Por Cristina Aparecida Nogueira, advogada da área Direito Imobiliário do Casillo Advogados.
Diante da repercussão geral do Tema 1051, o Supremo Tribunal Federal, por maioria, fixou a seguinte Tese: “É inconstitucional lei municipal que estabelece a obrigação da implantação, nos shopping centers, de ambulatório médico ou serviço de pronto-socorro equipado para o atendimento de emergência.”
O tema foi definido através do Recurso Extraordinário n° 833291 interposto pela ABRASCE – Associação Brasileira de Shopping Centers – visando a declaração de inconstitucionalidade das Leis n° 10.947/91 e 11.649/94 e o Decreto 29.728/91 do Município de São Paulo, que obrigavam a implementação de ambulatório ou de serviço de pronto-socorro equipado para atendimento de emergência, contando com pelo menos um médico e uma ambulância nas dependências de shoppings centers.
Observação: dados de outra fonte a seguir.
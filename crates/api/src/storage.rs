//! Attachment storage for absence justifications.
//!
//! Handlers only see the [`AttachmentStore`] trait. Records keep the storage
//! key; files are never served directly and are only read back through the
//! authenticated download endpoint.

use std::path::{Component, Path, PathBuf};

use async_trait::async_trait;
use educ_core::types::DbId;
use sha2::{Digest, Sha256};

#[derive(Debug, thiserror::Error)]
pub enum StorageError {
    #[error("I/O error: {0}")]
    Io(#[from] std::io::Error),

    #[error("Invalid storage key '{0}'")]
    InvalidKey(String),

    #[error("Storage root '{0}' is not a directory")]
    NotADirectory(String),
}

/// Where justification attachments go.
#[async_trait]
pub trait AttachmentStore: Send + Sync {
    /// Store `bytes` under `key`, replacing any previous content.
    async fn put(&self, key: &str, bytes: &[u8]) -> Result<(), StorageError>;

    /// Read back a stored attachment. `None` when nothing is stored there.
    async fn get(&self, key: &str) -> Result<Option<Vec<u8>>, StorageError>;

    /// Remove an attachment. Removing a missing key is not an error.
    async fn delete(&self, key: &str) -> Result<(), StorageError>;

    /// Fail if the store cannot currently accept writes.
    async fn check(&self) -> Result<(), StorageError>;
}

/// Content-addressed key for a justification attachment.
///
/// `justifications/{attendance_id}-{first 16 hex chars of sha256}.{ext}`;
/// re-uploading the same file for the same record yields the same key.
pub fn justification_key(attendance_id: DbId, extension: &str, bytes: &[u8]) -> String {
    let digest = Sha256::digest(bytes);
    let hex = format!("{digest:x}");
    format!("justifications/{attendance_id}-{}.{extension}", &hex[..16])
}

/// MIME type for a stored key, from its extension.
pub fn content_type_for(key: &str) -> &'static str {
    let extension = key.rsplit_once('.').map(|(_, ext)| ext.to_ascii_lowercase());
    match extension.as_deref() {
        Some("pdf") => "application/pdf",
        Some("png") => "image/png",
        Some("jpg" | "jpeg") => "image/jpeg",
        Some("webp") => "image/webp",
        _ => "application/octet-stream",
    }
}

/// Stores files below a root directory.
pub struct LocalAttachmentStore {
    root: PathBuf,
}

impl LocalAttachmentStore {
    pub fn new(root: impl Into<PathBuf>) -> Self {
        Self { root: root.into() }
    }

    fn resolve(&self, key: &str) -> Result<PathBuf, StorageError> {
        let relative = Path::new(key);
        let safe = !key.is_empty()
            && relative
                .components()
                .all(|c| matches!(c, Component::Normal(_)));
        if !safe {
            return Err(StorageError::InvalidKey(key.to_string()));
        }
        Ok(self.root.join(relative))
    }
}

#[async_trait]
impl AttachmentStore for LocalAttachmentStore {
    async fn put(&self, key: &str, bytes: &[u8]) -> Result<(), StorageError> {
        let path = self.resolve(key)?;
        if let Some(parent) = path.parent() {
            tokio::fs::create_dir_all(parent).await?;
        }
        tokio::fs::write(&path, bytes).await?;
        tracing::debug!(path = %path.display(), size = bytes.len(), "Stored attachment");
        Ok(())
    }

    async fn get(&self, key: &str) -> Result<Option<Vec<u8>>, StorageError> {
        let path = self.resolve(key)?;
        match tokio::fs::read(&path).await {
            Ok(bytes) => Ok(Some(bytes)),
            Err(e) if e.kind() == std::io::ErrorKind::NotFound => Ok(None),
            Err(e) => Err(e.into()),
        }
    }

    async fn delete(&self, key: &str) -> Result<(), StorageError> {
        let path = self.resolve(key)?;
        match tokio::fs::remove_file(&path).await {
            Ok(()) => {
                tracing::debug!(path = %path.display(), "Removed attachment");
                Ok(())
            }
            Err(e) if e.kind() == std::io::ErrorKind::NotFound => Ok(()),
            Err(e) => Err(e.into()),
        }
    }

    async fn check(&self) -> Result<(), StorageError> {
        tokio::fs::create_dir_all(&self.root).await?;
        let metadata = tokio::fs::metadata(&self.root).await?;
        if !metadata.is_dir() {
            return Err(StorageError::NotADirectory(self.root.display().to_string()));
        }
        if metadata.permissions().readonly() {
            return Err(StorageError::Io(std::io::Error::new(
                std::io::ErrorKind::PermissionDenied,
                "storage root is read-only",
            )));
        }
        Ok(())
    }
}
Aos empreendimentos já existentes, as referidas leis municipais concediam o prazo de 180 dias para adequação e reformas, enquanto aos shoppings construídos a vigência das leis, não seria concedido o Auto de Conclusão, tampouco o Alvará de Funcionamento, caso não tenha sido destinada a área para os serviços médicos. Exigiam ainda diversas diretrizes para as instalações, tais como: metragem,
compartimento para recepção e espera, compartimento para imediato atendimento,
compartimento para manipulação, expurgo e desinfecção e sanitário com antecâmara. Ao julgar a ação, o Tribunal de Justiça de São Paulo entendeu pela constitucionalidade das leis, afirmando que “A Lei Municipal nada mais fez do que exercer o Poder de Polícia diante do risco em potencial que os referidos centros comerciais podem oferecer aos seus usuários e frequentadores resguardando a integridade física dos frequentadores”, havendo “evidente interesse local”, o que afastaria a inconstitucionalidade.
Em síntese, o mérito recursal se baseou na inconstitucionalidade formal – arguindo a competência privativa da União para legislar sobre saúde, seguridade social, não disporem sobre assunto de interesse local ou suplementarem legislação federal ou estadual – e inconstitucionalidade material – por contrariedade ao princípio da livre iniciativa.
Por maioria, o Plenário reconheceu que as leis impugnadas “afrontam desproporcionalmente, a liberdade econômica, consistindo em inadequada e impertinente intervenção estatal” e que as imposições “transbordam os limites de intervenção estatal na atividade econômica desenvolvida por esses estabelecimentos, seja pela ausência de correlação com a prestação de serviços oferecida, seja pela
imposição de altos custos na implantação e na manutenção do espaço, incluindo gastos com contratação, afora o custo de oportunidade de utilização do espaço”. A Procuradoria-Geral da República também foi favorável à declaração de inconstitucionalidade das leis, cujo trecho do parecer fora citado no acórdão:
“Não se mostra proporcional nem razoável, seja por impor a particulares a prestação de serviço que é de competência do Sistema Único de Saúde, por intermédio do Serviço de Atendimento Móvel de Urgência – SAMU, seja por reduzir a competitividade do empreendimento, somando não desprezíveis custos indiretos à atividade.”
Como bem salientado pela ABRASCE, os shoppings centers já contam com profissionais habilitados para prestar primeiros socorros a clientes eventualmente vitimados em suas dependências, de modo que é totalmente desproporcional e irrazoável a exigência municipal de impor ao ente privado a obrigação de prestação de serviços de assistência médica profissional somente pelo fato de haver grande circulação de pessoas.
De fato, tal determinação é contrária e incompatível com a atividade desenvolvida pelos shoppings centers, os quais não fornecem produtos e serviços perigosos ou nocivos, tampouco colocam em risco a saúde e segurança de seus frequentadores, nada que justifique a arbitrariedade das leis questionadas.
Se assim não se entendesse, as exigências municipais ora impugnadas – as quais poderiam ser estendidas a diversos outros municípios – acabariam por transferir o dever e a responsabilidade estatal de prover saúde e atendimento/assistência médica profissional a quem não detém expertise e não exerce atividade na área de saúde, frustrando a condução da atividade econômica desempenhada.
Portanto, a fixação da tese no Tema 1051 traz importantes implicações positivas para resguardar o princípio da livre iniciativa, razoabilidade, proporcionalidade e segurança, evitando impor responsabilidades e encargos excessivos sem qualquer correspondência com as atividades exercidas nos empreendimentos.